Ten Hag’s fingerprints stretch further still, to the pathway between the academy and first team.
“For me, cooperation between all the different departments is crucial to get the right culture in a club,” he said.
“Like at Ajax, when I entered Manchester United the reserve team was isolated.
“It was no longer really part of the academy, but it wasn’t part of the first team either. I changed that immediately – just as I did when I entered Amsterdam.
“At Ajax, the reserve team came under the responsibility of the manager.
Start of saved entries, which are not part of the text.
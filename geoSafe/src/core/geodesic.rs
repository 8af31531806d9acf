//! Great-circle distance between coordinates

use crate::config::constants::EARTH_RADIUS_M;
use crate::data::poi::GeoPoint;

/// Haversine distance in meters on a sphere of radius [`EARTH_RADIUS_M`].
pub fn distance(p1: &GeoPoint, p2: &GeoPoint) -> f64 {
    let lat1 = p1.lat().to_radians();
    let lat2 = p2.lat().to_radians();
    let dlat = lat2 - lat1;
    let dlon = (p2.lon() - p1.lon()).to_radians();

    let a = (dlat / 2.0).sin().powi(2) + lat1.cos() * lat2.cos() * (dlon / 2.0).sin().powi(2);
    EARTH_RADIUS_M * 2.0 * a.sqrt().atan2((1.0 - a).sqrt())
}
That was the only way I could have influence on the flow of young, talented players towards the first team.
“Of course I still give the coaches freedom to work, but I also give them direction, by saying for example ‘I want that player to start making minutes in that position.’
“So the final responsibility lies with me about how the second team performs and the flow of players that goes from the reserve team to the first team.”
Ten Hag is bettering United in the immediate term while plotting future stability and success.
Sky Sports News has been told he has allowed the club to “unite under one vision, with clear principles and non-negotiable standards.”
The evidence concurs. United will hope for a healthier “status check” in Saturday’s derby, but whatever the scoreline against City, Ten Hag is navigating them in the right direction.
As Pep Guardiola already analysed: “Finally United is coming back.”